A complacência é a arma secreta dos gigantes adormecidos. Você se acomoda nos resultados passados, e o futuro passa por cima, sem pedir licença.
Ter um time de vendas com “boa vontade” não enche cofre. É como ter um motorista com boa intenção: ele pode querer chegar rápido, mas se não souber dirigir, vai bater.
O que vende é técnica, processo e dados. Não a simpatia do vendedor. Seus vendedores são mecânicos de carros de luxo ou ajudantes de oficina? O resultado é diferente.
O CRM é uma joia na gaveta ou ferramenta de batalha? Muitas empresas o usam para anotar nome de cliente, nada mais. Um luxo que não se paga.
Marketing, vendas, CS. São departamentos ou um time engrenado? Sem RevOps, são ilhas isoladas trocando e-mails. A informação se perde, a receita escorre.
A unificação de processos e dados é o que transforma um bom time em um time imbatível. É a cola que une as peças e garante que a engrenagem gire na velocidade certa.
Você sabe qual a taxa de conversão real do lead do marketing para a oportunidade de vendas? Ou isso é “coisa da operação”? Se não sabe, está no escuro. E no escuro, a gente tropeça.
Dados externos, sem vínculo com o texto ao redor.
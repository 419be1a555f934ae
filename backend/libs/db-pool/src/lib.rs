//! Database connection pool management
//!
//! Unified pool creation for the services that read or write the sink tables

mod env_utils;
mod metrics;

pub use env_utils::parse_env_with_default;
pub use metrics::PoolMetrics;

use sqlx::postgres::{PgPool, PgPoolOptions};
use std::fmt;
use std::time::Duration;
use tracing::{debug, error, info};

/// Database connection pool configuration
#[derive(Clone)]
pub struct DbConfig {
    /// Service name for metrics labeling
    pub service_name: String,
    /// PostgreSQL connection URL
    pub database_url: String,
    pub max_connections: u32,
    pub min_connections: u32,
    /// Timeout for the verification query on a fresh pool
    pub connect_timeout_secs: u64,
    /// Timeout for getting a connection out of the pool
    pub acquire_timeout_secs: u64,
    pub idle_timeout_secs: u64,
    pub max_lifetime_secs: u64,
}

impl fmt::Debug for DbConfig {
    fn fmt(&self, f: &mut fmt::Formatter<'_>) -> fmt::Result {
        f.debug_struct("DbConfig")
            .field("service_name", &self.service_name)
            .field("database_url", &"[REDACTED]")
            .field("max_connections", &self.max_connections)
            .field("min_connections", &self.min_connections)
            .field("connect_timeout_secs", &self.connect_timeout_secs)
            .field("acquire_timeout_secs", &self.acquire_timeout_secs)
            .field("idle_timeout_secs", &self.idle_timeout_secs)
            .field("max_lifetime_secs", &self.max_lifetime_secs)
            .finish()
    }
}

impl Default for DbConfig {
    fn default() -> Self {
        Self {
            service_name: String::from("unknown"),
            database_url: String::new(),
            max_connections: 20,
            min_connections: 5,
            connect_timeout_secs: 5,
            acquire_timeout_secs: 10,
            idle_timeout_secs: 600,
            max_lifetime_secs: 1800,
        }
    }
}

impl DbConfig {
    /// Read the pool configuration from the environment; `DATABASE_URL` is required
    pub fn from_env(service_name: &str) -> Result<Self, String> {
        let database_url = std::env::var("DATABASE_URL")
            .map_err(|_| "DATABASE_URL environment variable not set".to_string())?;

        let defaults = Self::default();
        Ok(Self {
            service_name: service_name.to_string(),
            database_url,
            ..defaults.with_env_overrides()
        })
    }

    /// Pool sized for a known pipeline service
    ///
    /// The collector writes three tables per message from every consumer task,
    /// the reporting service runs a handful of aggregate queries per request.
    pub fn for_service(service_name: &str) -> Self {
        let database_url = std::env::var("DATABASE_URL")
            .unwrap_or_else(|_| "postgres://localhost/funnel_events".to_string());

        let (max, min) = match service_name {
            "event-collector" => (16, 4),
            "reporting-service" => (8, 2),
            _ => (2, 1),
        };

        Self {
            service_name: service_name.to_string(),
            database_url,
            max_connections: max,
            min_connections: min,
            ..Self::default()
        }
        .with_env_overrides()
    }

    fn with_env_overrides(self) -> Self {
        Self {
            max_connections: parse_env_with_default("DB_MAX_CONNECTIONS", self.max_connections),
            min_connections: parse_env_with_default("DB_MIN_CONNECTIONS", self.min_connections),
            connect_timeout_secs: parse_env_with_default(
                "DB_CONNECT_TIMEOUT_SECS",
                self.connect_timeout_secs,
            ),
            acquire_timeout_secs: parse_env_with_default(
                "DB_ACQUIRE_TIMEOUT_SECS",
                self.acquire_timeout_secs,
            ),
            idle_timeout_secs: parse_env_with_default(
                "DB_IDLE_TIMEOUT_SECS",
                self.idle_timeout_secs,
            ),
            max_lifetime_secs: parse_env_with_default(
                "DB_MAX_LIFETIME_SECS",
                self.max_lifetime_secs,
            ),
            ..self
        }
    }

    pub fn log_config(&self) {
        info!(
            service = %self.service_name,
            max_connections = self.max_connections,
            min_connections = self.min_connections,
            acquire_timeout_secs = self.acquire_timeout_secs,
            idle_timeout_secs = self.idle_timeout_secs,
            max_lifetime_secs = self.max_lifetime_secs,
            "Database pool configuration"
        );
    }
}

/// Create a PostgreSQL pool and verify it with `SELECT 1`
pub async fn create_pool(config: &DbConfig) -> Result<PgPool, sqlx::Error> {
    debug!(
        service = %config.service_name,
        max = config.max_connections,
        min = config.min_connections,
        "Creating database pool"
    );

    let pool = PgPoolOptions::new()
        .max_connections(config.max_connections)
        .min_connections(config.min_connections)
        .acquire_timeout(Duration::from_secs(config.acquire_timeout_secs))
        .idle_timeout(Duration::from_secs(config.idle_timeout_secs))
        .max_lifetime(Duration::from_secs(config.max_lifetime_secs))
        .test_before_acquire(true)
        .connect(&config.database_url)
        .await?;

    match tokio::time::timeout(
        Duration::from_secs(config.connect_timeout_secs),
        sqlx::query("SELECT 1").execute(&pool),
    )
    .await
    {
        Ok(Ok(_)) => {
            info!(
                service = %config.service_name,
                "Database pool created and verified successfully"
            );
            Ok(pool)
        }
        Ok(Err(e)) => {
            error!(
                service = %config.service_name,
                error = %e,
                "Database connection verification failed"
            );
            Err(e)
        }
        Err(_) => {
            error!(
                service = %config.service_name,
                timeout_secs = config.connect_timeout_secs,
                "Database connection verification timeout"
            );
            Err(sqlx::Error::Io(std::io::Error::new(
                std::io::ErrorKind::TimedOut,
                "Database verification timeout",
            )))
        }
    }
}

/// `true` when the pool can run a trivial query within `timeout`
pub async fn ping(pool: &PgPool, timeout: Duration) -> bool {
    matches!(
        tokio::time::timeout(timeout, sqlx::query("SELECT 1").execute(pool)).await,
        Ok(Ok(_))
    )
}

/// Connection-level failures worth retrying
pub fn is_transient(error: &sqlx::Error) -> bool {
    matches!(
        error,
        sqlx::Error::PoolTimedOut | sqlx::Error::PoolClosed | sqlx::Error::Io(_)
    )
}
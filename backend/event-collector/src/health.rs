use crate::AppState;
use actix_web::{web, HttpResponse, Responder};
use serde::{Deserialize, Serialize};

#[derive(Debug, Serialize, Deserialize)]
pub struct Dependencies {
    pub broker: String,
    pub database: String,
    pub consumers: String,
}

#[derive(Debug, Serialize, Deserialize)]
pub struct HealthResponse {
    pub status: String,
    pub timestamp: String,
    pub uptime: f64,
    pub version: String,
    pub dependencies: Dependencies,
}

fn connection(connected: bool) -> String {
    if connected { "connected" } else { "disconnected" }.to_string()
}

fn consumer_status(state: &AppState) -> String {
    let stopped = state.consumers.stopped();
    if stopped.is_empty() {
        "running".to_string()
    } else {
        let sources: Vec<&str> = stopped.iter().map(|s| s.as_str()).collect();
        format!("stopped: {}", sources.join(","))
    }
}

async fn check(state: &AppState) -> (bool, bool) {
    futures::join!(state.log.health_check(), state.sink.health_check())
}

/// GET /health
pub async fn health_check(state: web::Data<AppState>) -> impl Responder {
    let (broker, database) = check(&state).await;
    let consumers = state.consumers.all_running();

    HttpResponse::Ok().json(HealthResponse {
        status: if broker && database && consumers {
            "healthy"
        } else {
            "degraded"
        }
        .to_string(),
        timestamp: chrono::Utc::now().to_rfc3339(),
        uptime: state.started_at.elapsed().as_secs_f64(),
        version: env!("CARGO_PKG_VERSION").to_string(),
        dependencies: Dependencies {
            broker: connection(broker),
            database: connection(database),
            consumers: consumer_status(&state),
        },
    })
}

/// GET /health/readiness (503 unless broker and database answer and every consumer runs)
pub async fn readiness_check(state: web::Data<AppState>) -> impl Responder {
    let (broker, database) = check(&state).await;
    let ready = broker && database && state.consumers.all_running();
    let body = serde_json::json!({
        "ready": ready,
        "checks": {
            "broker": connection(broker),
            "database": connection(database),
            "consumers": consumer_status(&state),
        },
        "timestamp": chrono::Utc::now().to_rfc3339(),
    });

    if ready {
        HttpResponse::Ok().json(body)
    } else {
        HttpResponse::ServiceUnavailable().json(body)
    }
}

pub async fn liveness_check() -> impl Responder {
    HttpResponse::Ok().json(serde_json::json!({"alive": true}))
}

/// GET /metrics
pub async fn metrics(state: web::Data<AppState>) -> HttpResponse {
    match pipeline_metrics::encode_registry(&state.registry) {
        Ok((content_type, body)) => HttpResponse::Ok().content_type(content_type).body(body),
        Err(e) => {
            tracing::error!("Failed to encode metrics: {}", e);
            HttpResponse::InternalServerError().finish()
        }
    }
}

#[cfg(test)]
mod tests {
    use super::*;
    use crate::runtime::ConsumerLiveness;
    use crate::sink::InMemoryEventSink;
    use crate::CollectorConfig;
    use actix_web::{http::StatusCode, test, App};
    use event_log::InMemoryEventLog;
    use event_schema::Source;
    use prometheus::Registry;
    use std::sync::Arc;
    use std::time::Instant;

    fn state(sink: InMemoryEventSink, consumers: Arc<ConsumerLiveness>) -> web::Data<AppState> {
        web::Data::new(AppState {
            log: Arc::new(InMemoryEventLog::new()),
            sink: Arc::new(sink),
            consumers,
            registry: Registry::new(),
            started_at: Instant::now(),
        })
    }

    fn liveness() -> Arc<ConsumerLiveness> {
        let plans = CollectorConfig::default().consumer_plans().unwrap();
        Arc::new(ConsumerLiveness::new(&plans))
    }

    #[actix_web::test]
    async fn test_database_outage_degrades_health() {
        let sink = InMemoryEventSink::new();
        sink.set_available(false);
        let state = state(sink, liveness());
        let app = test::init_service(App::new().app_data(state).configure(crate::configure)).await;

        let req = test::TestRequest::get().uri("/health").to_request();
        let health: HealthResponse = test::call_and_read_body_json(&app, req).await;
        assert_eq!(health.status, "degraded");
        assert_eq!(health.dependencies.broker, "connected");
        assert_eq!(health.dependencies.database, "disconnected");

        let req = test::TestRequest::get().uri("/health/readiness").to_request();
        let resp = test::call_service(&app, req).await;
        assert_eq!(resp.status(), StatusCode::SERVICE_UNAVAILABLE);
    }

    #[actix_web::test]
    async fn test_stopped_consumer_degrades_health() {
        let consumers = liveness();
        let app = test::init_service(
            App::new()
                .app_data(state(InMemoryEventSink::new(), consumers.clone()))
                .configure(crate::configure),
        )
        .await;

        let req = test::TestRequest::get().uri("/health").to_request();
        let health: HealthResponse = test::call_and_read_body_json(&app, req).await;
        assert_eq!(health.status, "healthy");
        assert_eq!(health.dependencies.consumers, "running");

        consumers.mark_stopped(Source::Tiktok);

        let req = test::TestRequest::get().uri("/health").to_request();
        let health: HealthResponse = test::call_and_read_body_json(&app, req).await;
        assert_eq!(health.status, "degraded");
        assert_eq!(health.dependencies.consumers, "stopped: tiktok");

        let req = test::TestRequest::get().uri("/health/readiness").to_request();
        let resp = test::call_service(&app, req).await;
        assert_eq!(resp.status(), StatusCode::SERVICE_UNAVAILABLE);
    }
}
Automatizar tarefas repetitivas não é luxo, é sobrevivência. Sua equipe gasta horas em planilhas ou em alimentar sistemas? Isso é trabalho de gente ou de máquina?
A IA pode prever churn, otimizar campanhas e personalizar ofertas em escala. Ela não substitui o humano, ela o potencializa. Libera o vendedor para vender, o marketing para criar.
Quem não investe em automação hoje, vai pagar caro amanhã. A conta virá em perda de mercado, equipe desmotivada e receita minguada. A inércia tem um preço alto demais.
Pare de apenas observar o futuro chegar. Comece a construí-lo. Sua receita agradece.